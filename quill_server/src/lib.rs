use std::any::Any;

use axum::{
    Router,
    http::{HeaderName, Method, header},
    middleware,
    response::{IntoResponse, Response},
};
use ctrlc::set_handler;
use tower_http::{
    catch_panic::CatchPanicLayer,
    cors::{Any as AnyOrigin, CorsLayer},
    trace::{DefaultMakeSpan, DefaultOnResponse, TraceLayer},
};
use tracing::error;
use tracing_subscriber::EnvFilter;
use utoipa::OpenApi;
use utoipa_axum::router::OpenApiRouter;
use utoipa_swagger_ui::SwaggerUi;

mod auth;
mod client;
pub mod models;
pub mod pipeline;
pub mod routes;
mod utils;

pub use client::ModelClient;
use models::{
    config::{API_KEY_HEADER, QuillConfig},
    errors::ApiError,
    state::QuillState,
};

#[derive(OpenApi)]
#[openapi(info(
    title = "Content Generation Server",
    description = "Endpoints for summarizing text and generating paragraphs, titles, and captions"
))]
struct ApiDoc;

/// Set up logging and signal handling, then build the shared state from the
/// environment and optional config file.
pub fn init() -> Result<QuillState, Box<dyn std::error::Error>> {
    tracing_subscriber::fmt()
        .with_env_filter(EnvFilter::from_default_env())
        .with_target(false)
        .compact()
        .init();

    // Catching signals for exit.
    set_handler(|| std::process::exit(0))?;

    // Load .env up front so config values can reference its variables.
    dotenvy::dotenv().ok();
    let config = QuillConfig::from_env()?;
    QuillState::new(config)
}

/// Build the full application router: generation endpoints (also served
/// under `/v1`), docs, the JSON 404 fallback, and the middleware stack.
pub fn app(state: QuillState) -> Router {
    // Generation endpoints live under "/api" and are the only routes guarded
    // by the API key check. Their docs are split off so the layer can be
    // applied to the plain router.
    let (api_router, mut openapi) = OpenApiRouter::with_openapi(ApiDoc::openapi())
        .nest("/api", routes::api_router(state.clone()))
        .split_for_parts();
    let api_router =
        api_router.route_layer(middleware::from_fn_with_state(state, auth::require_api_key));

    // The health check stays open, but still belongs in the docs.
    let (ping_router, ping_openapi) = routes::ping::router().split_for_parts();
    openapi.merge(ping_openapi);

    // Every route is served both at the root and under "/v1". Anything
    // unmatched, including a known path with the wrong method, gets the JSON
    // 404 body.
    let router = ping_router.merge(api_router);
    let cors = CorsLayer::new()
        .allow_origin(AnyOrigin)
        .allow_methods([Method::GET, Method::POST])
        .allow_headers([
            header::CONTENT_TYPE,
            HeaderName::from_static(API_KEY_HEADER),
        ]);
    Router::new()
        .merge(router.clone())
        .nest("/v1", router)
        .merge(SwaggerUi::new("/swagger-ui").url("/api-docs/openapi.json", openapi))
        .fallback(routes::not_found)
        .method_not_allowed_fallback(routes::not_found)
        .layer(cors)
        .layer(CatchPanicLayer::custom(handle_panic))
        .layer(
            TraceLayer::new_for_http()
                .make_span_with(DefaultMakeSpan::new())
                .on_response(DefaultOnResponse::new()),
        )
}

fn handle_panic(err: Box<dyn Any + Send + 'static>) -> Response {
    let details = if let Some(s) = err.downcast_ref::<String>() {
        s.clone()
    } else if let Some(s) = err.downcast_ref::<&str>() {
        s.to_string()
    } else {
        "unknown panic".to_string()
    };
    error!("handler panicked: {details}");
    ApiError::internal().into_response()
}
//! Lithology report: per-label sample share, unit count, cumulative
//! thickness, and distribution of one chosen parameter.

use crate::error::{LithologyError, Result};
use crate::types::{ClassifiedDataset, LithologyUnit, RangeRuleSet};
use serde::Serialize;
use std::collections::BTreeSet;
use std::fs::File;
use std::io::{BufWriter, Write};
use std::path::Path;
use tracing::info;

#[derive(Debug, Clone, Copy, PartialEq, Serialize)]
pub struct Distribution {
    pub min: f64,
    pub max: f64,
    pub mean: f64,
    pub median: f64,
}

impl Distribution {
    fn from_values(mut values: Vec<f64>) -> Option<Self> {
        if values.is_empty() {
            return None;
        }
        values.sort_by(f64::total_cmp);
        let n = values.len();
        let median = if n % 2 == 1 {
            values[n / 2]
        } else {
            (values[n / 2 - 1] + values[n / 2]) / 2.0
        };
        Some(Self {
            min: values[0],
            max: values[n - 1],
            mean: values.iter().sum::<f64>() / n as f64,
            median,
        })
    }
}

#[derive(Debug, Clone, PartialEq, Serialize)]
pub struct LithologyReportRow {
    pub lithology: String,
    pub sample_count: usize,
    /// Share of all samples, 0-100.
    pub percentage: f64,
    pub unit_count: usize,
    pub total_thickness: f64,
    #[serde(skip_serializing_if = "Option::is_none")]
    pub distribution: Option<Distribution>,
}

#[derive(Debug, Clone, PartialEq, Serialize)]
pub struct LithologyReport {
    #[serde(skip_serializing_if = "Option::is_none")]
    pub parameter: Option<String>,
    pub rows: Vec<LithologyReportRow>,
}

impl LithologyReport {
    /// One row per rule label (rule order, including labels nothing was
    /// classified as), then any other assigned label such as `Unknown`.
    ///
    /// `parameter` must exist in the dataset schema.
    pub fn build(
        classified: &ClassifiedDataset<'_>,
        units: &[LithologyUnit],
        rules: &RangeRuleSet,
        parameter: Option<&str>,
    ) -> Result<Self> {
        let param_id = match parameter {
            Some(name) => Some(classified.dataset().schema().id(name).ok_or_else(|| {
                LithologyError::Configuration(format!(
                    "report parameter '{name}' is not in the dataset"
                ))
            })?),
            None => None,
        };

        let mut labels: Vec<String> = rules.rules().iter().map(|r| r.label().to_string()).collect();
        let extra: BTreeSet<&str> = classified
            .labels()
            .iter()
            .map(String::as_str)
            .filter(|l| rules.get(l).is_none())
            .collect();
        labels.extend(extra.into_iter().map(str::to_string));

        let total = classified.len();
        let rows = labels
            .into_iter()
            .map(|label| {
                let members: Vec<_> = classified.iter().filter(|(_, l)| *l == label).collect();
                let sample_count = members.len();
                let matching_units = units.iter().filter(|u| u.lithology() == label);
                let (unit_count, total_thickness) = matching_units
                    .fold((0usize, 0.0), |(n, t), u| (n + 1, t + u.thickness()));
                let distribution = param_id.and_then(|id| {
                    Distribution::from_values(members.iter().filter_map(|(s, _)| s.value(id)).collect())
                });
                LithologyReportRow {
                    percentage: if total == 0 {
                        0.0
                    } else {
                        sample_count as f64 * 100.0 / total as f64
                    },
                    lithology: label,
                    sample_count,
                    unit_count,
                    total_thickness,
                    distribution,
                }
            })
            .collect();

        Ok(Self {
            parameter: parameter.map(str::to_string),
            rows,
        })
    }

    /// Write as CSV; parameter columns are present only when a parameter
    /// was chosen.
    pub fn write_csv<W: Write>(&self, writer: &mut W) -> std::io::Result<()> {
        let mut header = vec![
            "lithology".to_string(),
            "sample_count".to_string(),
            "percentage".to_string(),
            "unit_count".to_string(),
            "total_thickness".to_string(),
        ];
        if let Some(p) = &self.parameter {
            for stat in ["min", "max", "mean", "median"] {
                header.push(csv_field(&format!("{p}_{stat}")));
            }
        }
        writeln!(writer, "{}", header.join(","))?;

        for row in &self.rows {
            let mut fields = vec![
                csv_field(&row.lithology),
                row.sample_count.to_string(),
                format!("{:.2}", row.percentage),
                row.unit_count.to_string(),
                format!("{:.3}", row.total_thickness),
            ];
            if self.parameter.is_some() {
                match row.distribution {
                    Some(d) => fields.extend(
                        [d.min, d.max, d.mean, d.median].iter().map(|v| format!("{v:.4}")),
                    ),
                    None => fields.extend(std::iter::repeat(String::new()).take(4)),
                }
            }
            writeln!(writer, "{}", fields.join(","))?;
        }
        writer.flush()
    }

    /// Write the CSV report to `path`.
    pub fn save(&self, path: &Path) -> Result<()> {
        let file = File::create(path).map_err(|e| LithologyError::write(path, e))?;
        let mut writer = BufWriter::new(file);
        self.write_csv(&mut writer)
            .map_err(|e| LithologyError::write(path, e))?;
        info!(path = %path.display(), rows = self.rows.len(), "Wrote lithology report");
        Ok(())
    }
}

fn csv_field(value: &str) -> String {
    if value.contains([',', '"', '\n']) {
        format!("\"{}\"", value.replace('"', "\"\""))
    } else {
        value.to_string()
    }
}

* **Requirement**
When the word "QuillState" shows up in a line of the entries, report that line.

* **Expected output**
    state::QuillState,
pub fn init() -> Result<QuillState, Box<dyn std::error::Error>> {
    QuillState::new(config)
pub fn app(state: QuillState) -> Router {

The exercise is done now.